Figure 11: AvionicsDuino project CAN ID and message table. First configuration.

In this first configuration, when estimating total message lengths to 130 bits (for 8 bytes of data), 115 bits (for 6 bytes), and 100 bits (for 4 bytes), and taking into account the sending frequencies, we can calculate a high estimate of the bus load at 13.825 Kbit/s, or only 2.7% of the maximum bus bandwidth. So, we are very far from the risk area of data loss!

Second CAN bus configuration

Figure 12 below shows the current CAN bus architecture in the same aircraft. Six nodes are connected to the bus, which is still very few compared to the hundred nodes in modern cars, often distributed over several buses. The old UART connection between the EFIS main unit and the AHRS has been removed. A new Flight Data Recorder (FDR) has appeared, its hardware design is completed, and the first test flights have been successful. It is based on an ESP32 module coupled to a micro-SD card reader. A substantial update of the Flight Data Recorder page has been made; it will be completed as soon as the final developments of the software for this recorder are completed.

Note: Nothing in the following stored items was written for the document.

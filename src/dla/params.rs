//! Simulation attributes (the JSON blob built by the attributes component) and
//! the validated per-cycle parameter snapshot.

use serde::{Deserialize, Serialize};

/// Interval used when the attribute blob is missing.
pub const DEFAULT_INTERVAL_MS: i64 = 10;
/// Step budget used by the crawl component when the attribute blob is missing.
pub const DEFAULT_MAX_STEPS: i64 = 200;
pub const DEFAULT_SCALE: f64 = 1.0;
pub const DEFAULT_ATTRACTOR_WEIGHT: f64 = 0.1;

/// How severe a rejected input is for the host's message surface.
#[derive(Debug, Clone, Copy, PartialEq, Eq)]
pub enum Severity {
    Warning,
    Error,
}

/// Reasons a parameter snapshot is rejected before any step runs.
#[derive(Debug, Clone, PartialEq, thiserror::Error)]
pub enum ValidationError {
    #[error("Invalid interval. Must be greater than 1ms (got {interval}).")]
    IntervalTooSmall { interval: i64 },

    #[error("Invalid step budget. Must be greater than 0 (got {max_steps}).")]
    MaxStepsTooSmall { max_steps: i64 },

    #[error("Scale multiplier cannot be zero!")]
    ZeroScale,

    #[error("Scale multiplier must be finite (got {scale}).")]
    NonFiniteScale { scale: f64 },

    #[error("Attractor weight cannot be zero!")]
    ZeroAttractorWeight,

    #[error("Attractor weight must be finite (got {weight}).")]
    NonFiniteAttractorWeight { weight: f64 },

    #[error("Invalid simulation attributes: {0}")]
    MalformedAttributes(String),
}

impl ValidationError {
    /// Timing problems are warnings, geometric ones are errors.
    #[must_use]
    pub fn severity(&self) -> Severity {
        match self {
            Self::IntervalTooSmall { .. } | Self::MaxStepsTooSmall { .. } => Severity::Warning,
            Self::ZeroScale
            | Self::NonFiniteScale { .. }
            | Self::ZeroAttractorWeight
            | Self::NonFiniteAttractorWeight { .. }
            | Self::MalformedAttributes(_) => Severity::Error,
        }
    }
}

/// Timing attributes of a run, exchanged as `{ "interval": 10, "maxStep": 200 }`.
#[derive(Debug, Clone, Copy, PartialEq, Eq, Serialize, Deserialize)]
pub struct SimulationAttributes {
    pub interval: i64,
    #[serde(rename = "maxStep")]
    pub max_step: i64,
}

impl Default for SimulationAttributes {
    fn default() -> Self {
        Self {
            interval: DEFAULT_INTERVAL_MS,
            max_step: DEFAULT_MAX_STEPS,
        }
    }
}

impl SimulationAttributes {
    #[must_use]
    pub const fn new(interval: i64, max_step: i64) -> Self {
        Self { interval, max_step }
    }

    /// Parse the attribute blob. Both keys are required; unknown keys are ignored.
    pub fn from_json(text: &str) -> Result<Self, ValidationError> {
        serde_json::from_str(text).map_err(|err| ValidationError::MalformedAttributes(err.to_string()))
    }

    /// Serialize as indented JSON, the format the attributes component emits.
    pub fn to_json_pretty(&self) -> Result<String, ValidationError> {
        serde_json::to_string_pretty(self)
            .map_err(|err| ValidationError::MalformedAttributes(err.to_string()))
    }

    /// Checks shared by the attributes component and the crawl component.
    pub fn validate(&self) -> Result<(), ValidationError> {
        if self.interval <= 1 {
            return Err(ValidationError::IntervalTooSmall {
                interval: self.interval,
            });
        }
        if self.max_step < 1 {
            return Err(ValidationError::MaxStepsTooSmall {
                max_steps: self.max_step,
            });
        }
        Ok(())
    }
}

/// Immutable, validated snapshot of everything one solve cycle needs.
#[derive(Debug, Clone, Copy, PartialEq)]
pub struct SimulationParameters {
    pub interval_ms: u64,
    pub max_steps: u64,
    pub scale: f64,
    pub attractor_weight: f64,
    pub has_attractor: bool,
}

impl SimulationParameters {
    /// Validate and freeze the inputs of one cycle.
    ///
    /// The attractor weight is only checked when an attractor is connected.
    pub fn new(
        attributes: SimulationAttributes,
        scale: f64,
        attractor_weight: f64,
        has_attractor: bool,
    ) -> Result<Self, ValidationError> {
        attributes.validate()?;

        if !scale.is_finite() {
            return Err(ValidationError::NonFiniteScale { scale });
        }
        if scale == 0.0 {
            return Err(ValidationError::ZeroScale);
        }
        if has_attractor {
            if !attractor_weight.is_finite() {
                return Err(ValidationError::NonFiniteAttractorWeight {
                    weight: attractor_weight,
                });
            }
            if attractor_weight == 0.0 {
                return Err(ValidationError::ZeroAttractorWeight);
            }
        }

        // validate() guarantees both values are positive
        Ok(Self {
            interval_ms: attributes.interval as u64,
            max_steps: attributes.max_step as u64,
            scale,
            attractor_weight,
            has_attractor,
        })
    }
}

#[cfg(test)]
mod tests {
    use super::{Severity, SimulationAttributes, SimulationParameters, ValidationError};

    #[test]
    fn parses_attribute_blob() {
        let attrs = SimulationAttributes::from_json("{ \"interval\": 50, \"maxStep\": 5 }").unwrap();
        assert_eq!(attrs, SimulationAttributes::new(50, 5));
    }

    #[test]
    fn rejects_malformed_blob() {
        let err = SimulationAttributes::from_json("{ \"interval\": 50 }").unwrap_err();
        assert!(matches!(err, ValidationError::MalformedAttributes(_)));
        assert_eq!(err.severity(), Severity::Error);
    }

    #[test]
    fn pretty_json_round_trips_keys() {
        let json = SimulationAttributes::new(10, 50).to_json_pretty().unwrap();
        assert!(json.contains("\"interval\": 10"));
        assert!(json.contains("\"maxStep\": 50"));
    }

    #[test]
    fn timing_violations_are_warnings() {
        let err = SimulationParameters::new(SimulationAttributes::new(1, 5), 1.0, 0.1, false)
            .unwrap_err();
        assert_eq!(err, ValidationError::IntervalTooSmall { interval: 1 });
        assert_eq!(err.severity(), Severity::Warning);

        let err = SimulationParameters::new(SimulationAttributes::new(10, 0), 1.0, 0.1, false)
            .unwrap_err();
        assert_eq!(err.severity(), Severity::Warning);
    }

    #[test]
    fn zero_scale_is_an_error() {
        let err = SimulationParameters::new(SimulationAttributes::new(10, 5), 0.0, 0.1, false)
            .unwrap_err();
        assert_eq!(err, ValidationError::ZeroScale);
        assert_eq!(err.severity(), Severity::Error);
    }

    #[test]
    fn attractor_weight_only_checked_with_attractor() {
        let attrs = SimulationAttributes::new(10, 5);
        assert!(SimulationParameters::new(attrs, 1.0, 0.0, false).is_ok());
        assert_eq!(
            SimulationParameters::new(attrs, 1.0, 0.0, true).unwrap_err(),
            ValidationError::ZeroAttractorWeight
        );
    }

    #[test]
    fn snapshot_converts_units() {
        let params =
            SimulationParameters::new(SimulationAttributes::new(50, 5), 0.5, 0.1, true).unwrap();
        assert_eq!(params.interval_ms, 50);
        assert_eq!(params.max_steps, 5);
        assert!(params.has_attractor);
    }

    #[test]
    fn step_budget_beyond_u32_is_kept_whole() {
        let budget = i64::from(u32::MAX) + 1;
        let params =
            SimulationParameters::new(SimulationAttributes::new(50, budget), 1.0, 0.1, false).unwrap();
        assert_eq!(params.max_steps, 4_294_967_296);
    }
}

Figure 12: CAN bus architecture. Second configuration.

The table below (fig. 13) summarizes the data exchanges on the CAN bus in this second configuration. The bus speed is still 0.5 Mbit/s.

Figure 13: AvionicsDuino project CAN ID and message table. Second configuration.

In this second configuration, the number of messages sent on the bus has increased significantly. Most of them have a data load of 8 bytes, all of which are intended for the FDR, and many of which are intended only for the FDR. The role of the FDR is, of course, to record all the CAN bus traffic and, through it, many flight, environment, and engine parameters. A high estimate of the bus load is calculated at 23,650 Kbps, which is only 4.7% of the maximum possible load given the bus speed.

Software compatible with these two CAN bus configurations can be downloaded from GitHub. It is obviously important not to mix them up. The new FDR software will not be compatible with the first configuration software. Please read carefully the README files on GitHub; they detail the software version and their compatibilities.